De manera que el sueño imperial habría servido como modelo de lo que podría ser una Cataluña particularista, individualista, autogobernada, en una España escasamente unificada, no centralista. Así se echó a rodar este sueño que, por circunstancias de las que Ucelay da cuenta cumplidamente, tuvo un mal despertar, como si su sentido no resultara fácil de encontrar: en lugar de concebir a España como un Estado compuesto o como una confederación de Estados, al estilo del republicanismo federalizante, Almirall acabaría sirviendo al propósito de un Estado dual. Mientras la parte castellana se mantendría tan unificada y concentrada como le viniese en gana, la catalano-aragonesa se organizaría partiendo de una base particularista y reconociendo la personalidad de las grandes regiones. Y así, tras el nacimiento de Alfonso XIII, cuando se produce cierta excitación monárquica y la reina regente aparece ante los ojos de los catalanistas como archiduquesa de Austria, Cataluña querrá ser como Hungría. Se comprende la desesperación de Almirall y la ruina de su proyecto, evaporado ante un sujeto que a estas alturas del relato Ucelay introduce un poco abruptamente, el «liberalismo madrileño», del que únicamente sabemos que tenía una «fría mirada» y que no entendía los matices de las metáforas catalanas.

Entra Prat de la Riba

Así, dicho de la manera más sucinta posible, estaban las cosas cuando apareció alguien capaz de colocar todas las piezas en su sitio y disponer definitivamente el rompecabezas ideológico. Ese alguien será Enric Prat de la Riba, que procede al modo de los grandes sintetizadores: tomando una pieza de aquí, otra de allá, hasta completar el puzzle. No hay, por tanto, en contra de lo que en algún momento prometía el autor, una evolución discursiva; mucho menos aún se encontrará una interpretación del discurso a partir de las experiencias políticas.

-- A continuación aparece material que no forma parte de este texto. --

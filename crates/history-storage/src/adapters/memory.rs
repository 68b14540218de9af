//! In-memory history store for tests and local wiring.

use async_trait::async_trait;
use parking_lot::RwLock;
use std::collections::{HashMap, HashSet};
use tracing::warn;

use crate::domain::{Account, StorageError, TransactionRecord};
use crate::ports::HistoryStorage;
use crate::LOG_MODULE;

/// `HistoryStorage` kept in process memory.
///
/// Enforces the same uniqueness as the MySQL schema: one record per
/// transaction hash and one account per address.
#[derive(Default)]
pub struct InMemoryHistoryStore {
    accounts: RwLock<HashMap<String, Account>>,
    records: RwLock<Vec<TransactionRecord>>,
    failing: RwLock<HashSet<String>>,
}

impl InMemoryHistoryStore {
    pub fn new() -> Self {
        Self::default()
    }

    /// Make every account write for `address` fail with a connection error.
    pub fn fail_writes_for(&self, address: &str) {
        self.failing.write().insert(address.to_string());
    }

    /// Current balance of `address`, if the account exists.
    pub fn balance_of(&self, address: &str) -> Option<String> {
        self.accounts
            .read()
            .get(address)
            .map(|account| account.balance.clone())
    }

    /// All records in insertion order.
    pub fn records(&self) -> Vec<TransactionRecord> {
        self.records.read().clone()
    }

    pub fn record_by_hash(&self, tx_hash: &str) -> Option<TransactionRecord> {
        self.records
            .read()
            .iter()
            .find(|record| record.tx_hash() == tx_hash)
            .cloned()
    }

    pub fn account_count(&self) -> usize {
        self.accounts.read().len()
    }

    fn check_writable(&self, address: &str) -> Result<(), StorageError> {
        if self.failing.read().contains(address) {
            return Err(StorageError::Connection(format!(
                "injected write failure for {address}"
            )));
        }
        Ok(())
    }
}

#[async_trait]
impl HistoryStorage for InMemoryHistoryStore {
    async fn add_transaction_record(&self, record: &TransactionRecord) -> Result<(), StorageError> {
        let mut records = self.records.write();
        if records.iter().any(|r| r.tx_hash() == record.tx_hash()) {
            return Err(StorageError::DuplicateKey(record.tx_hash().to_string()));
        }
        records.push(record.clone());
        Ok(())
    }

    async fn get_account(&self, address: &str) -> Result<Option<Account>, StorageError> {
        Ok(self.accounts.read().get(address).cloned())
    }

    async fn add_account(&self, account: &Account) -> Result<(), StorageError> {
        self.check_writable(&account.address)?;
        let mut accounts = self.accounts.write();
        if accounts.contains_key(&account.address) {
            return Err(StorageError::DuplicateKey(account.address.clone()));
        }
        accounts.insert(account.address.clone(), account.clone());
        Ok(())
    }

    async fn update_account_balance(
        &self,
        address: &str,
        balance: &str,
    ) -> Result<(), StorageError> {
        self.check_writable(address)?;
        match self.accounts.write().get_mut(address) {
            Some(account) => account.balance = balance.to_string(),
            None => {
                warn!(module = LOG_MODULE, address, "Balance update matched no account");
            }
        }
        Ok(())
    }
}

#[cfg(test)]
mod tests {
    use super::*;
    use crate::domain::{SetStakeTx, TransactionHead};
    use chrono::Utc;

    fn stake(hash: &str) -> TransactionRecord {
        TransactionRecord::SetStakeTx(SetStakeTx {
            head: TransactionHead {
                tx_hash: hash.into(),
                tx_type: "SetStake".into(),
                height: 1,
                index: 0,
                time: Utc::now(),
            },
            amount: "1".into(),
        })
    }

    #[tokio::test]
    async fn test_account_lifecycle() {
        let store = InMemoryHistoryStore::new();
        assert_eq!(store.get_account("A").await.unwrap(), None);

        store.add_account(&Account::new("A", "10")).await.unwrap();
        store.update_account_balance("A", "15").await.unwrap();

        assert_eq!(store.balance_of("A").as_deref(), Some("15"));
        assert_eq!(
            store.get_account("A").await.unwrap(),
            Some(Account::new("A", "15"))
        );
    }

    #[tokio::test]
    async fn test_duplicate_account_rejected() {
        let store = InMemoryHistoryStore::new();
        store.add_account(&Account::new("A", "1")).await.unwrap();
        let err = store.add_account(&Account::new("A", "2")).await.unwrap_err();
        assert_eq!(err, StorageError::DuplicateKey("A".into()));
        assert_eq!(store.balance_of("A").as_deref(), Some("1"));
    }

    #[tokio::test]
    async fn test_duplicate_record_rejected() {
        let store = InMemoryHistoryStore::new();
        store.add_transaction_record(&stake("H1")).await.unwrap();
        assert!(matches!(
            store.add_transaction_record(&stake("H1")).await,
            Err(StorageError::DuplicateKey(_))
        ));
        assert_eq!(store.records().len(), 1);
        assert!(store.record_by_hash("H1").is_some());
    }

    #[tokio::test]
    async fn test_update_of_missing_account_is_noop() {
        let store = InMemoryHistoryStore::new();
        store.update_account_balance("ghost", "5").await.unwrap();
        assert_eq!(store.account_count(), 0);
    }

    #[tokio::test]
    async fn test_injected_failure() {
        let store = InMemoryHistoryStore::new();
        store.fail_writes_for("B");
        assert!(matches!(
            store.add_account(&Account::new("B", "1")).await,
            Err(StorageError::Connection(_))
        ));
        store.add_account(&Account::new("C", "1")).await.unwrap();
    }
}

Ucelay, al tratar las ideas como metáforas sueltas, se siente tan libre como su mismo objeto: las metáforas han ido surgiendo en Cataluña, pero también en todo el universo mundo y flotan en el aire, rebotan de un lado para otro, a la espera de que alguien las baje a tierra y complete el rompecabezas, una metáfora de metáforas, como bien se puede ver.

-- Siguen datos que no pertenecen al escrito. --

use thiserror::Error;

/// Failures of a storage backend call.
///
/// Adapters map their driver errors onto these variants; nothing is
/// retried inside an adapter.
#[derive(Debug, Clone, PartialEq, Eq, Error)]
pub enum StorageError {
    #[error("Connection error: {0}")]
    Connection(String),

    #[error("Schema error: {0}")]
    Schema(String),

    #[error("Duplicate key: {0}")]
    DuplicateKey(String),

    #[error("Serialization error: {0}")]
    Serialization(String),

    #[error("Query error: {0}")]
    Query(String),

    #[error("Invalid storage configuration: {0}")]
    Config(String),
}

/// Failures of handling one committed transaction.
#[derive(Debug, Error)]
pub enum HistoryError {
    #[error("Invalid {tx_type} payload: {segments:?}")]
    Format {
        tx_type: &'static str,
        segments: Vec<String>,
    },

    #[error("Invalid {tx_type} amount: {value:?}")]
    Amount { tx_type: &'static str, value: String },

    #[error("Unknown source address: {address}")]
    UnknownSourceAddress { address: String },

    #[error("History storage is not initialized")]
    StorageUnavailable,

    #[error(transparent)]
    Storage(#[from] StorageError),

    #[error("Transfer of {amount} from {from} debited but not credited to {to}")]
    PartialTransfer {
        from: String,
        to: String,
        amount: String,
        source: Box<HistoryError>,
    },
}

impl HistoryError {
    /// Short error kind, used as a metric label.
    pub fn kind(&self) -> &'static str {
        match self {
            Self::Format { .. } => "format",
            Self::Amount { .. } => "amount",
            Self::UnknownSourceAddress { .. } => "unknown_source",
            Self::StorageUnavailable => "storage_unavailable",
            Self::Storage(StorageError::DuplicateKey(_)) => "duplicate_key",
            Self::Storage(_) => "storage",
            Self::PartialTransfer { .. } => "partial_transfer",
        }
    }
}

#[cfg(test)]
mod tests {
    use super::*;
    use std::error::Error as _;

    #[test]
    fn test_partial_transfer_exposes_source() {
        let err = HistoryError::PartialTransfer {
            from: "A".into(),
            to: "B".into(),
            amount: "5".into(),
            source: Box::new(HistoryError::Storage(StorageError::Connection("down".into()))),
        };
        assert_eq!(err.kind(), "partial_transfer");
        assert!(err.source().is_some());
        assert_eq!(
            err.to_string(),
            "Transfer of 5 from A debited but not credited to B"
        );
    }

    #[test]
    fn test_storage_error_kinds() {
        let dup: HistoryError = StorageError::DuplicateKey("h".into()).into();
        assert_eq!(dup.kind(), "duplicate_key");
        let other: HistoryError = StorageError::Query("q".into()).into();
        assert_eq!(other.kind(), "storage");
    }

    #[test]
    fn test_format_error_lists_segments() {
        let err = HistoryError::Format {
            tx_type: "Send",
            segments: vec!["a".into(), "b".into()],
        };
        assert_eq!(err.to_string(), r#"Invalid Send payload: ["a", "b"]"#);
    }
}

Este trato con las ideas, además de reiteraciones que en otra disposición de los materiales serían innecesarias y que provocarán a más de un lector cierta impaciencia al verse obligado a re-visitar una y otra vez momentos, lugares y personajes a los que creía haber exprimido todo el jugo posible decenas o cientos de páginas atrás, ofrece el riesgo de presentar la gran síntesis como una alquimia en la que se van añadiendo distintos productos en diferentes dosis hasta dar con la mezcla adecuada a un fin previamente determinado por un sujeto clarividente. Algo de alquimista tiene el Prat de la Riba que Ucelay presenta en su capítulo cuarto: toma la noción de autogobierno de Almirall, pero la somete a una purga de su artilugio republicano a través de un filtro oportunamente proporcionado por De Maistre. Ah, pero esto habría dado tal vez una mezcla reaccionaria; para evitarlo, a Almirall filtrado por De Maistre se añaden unas gotas de pensamiento político liberal de raíz protestante y ya tenemos a Prat de la Riba convertido en alguien «radicalmente moderno, aunque no siempre lo pareciera».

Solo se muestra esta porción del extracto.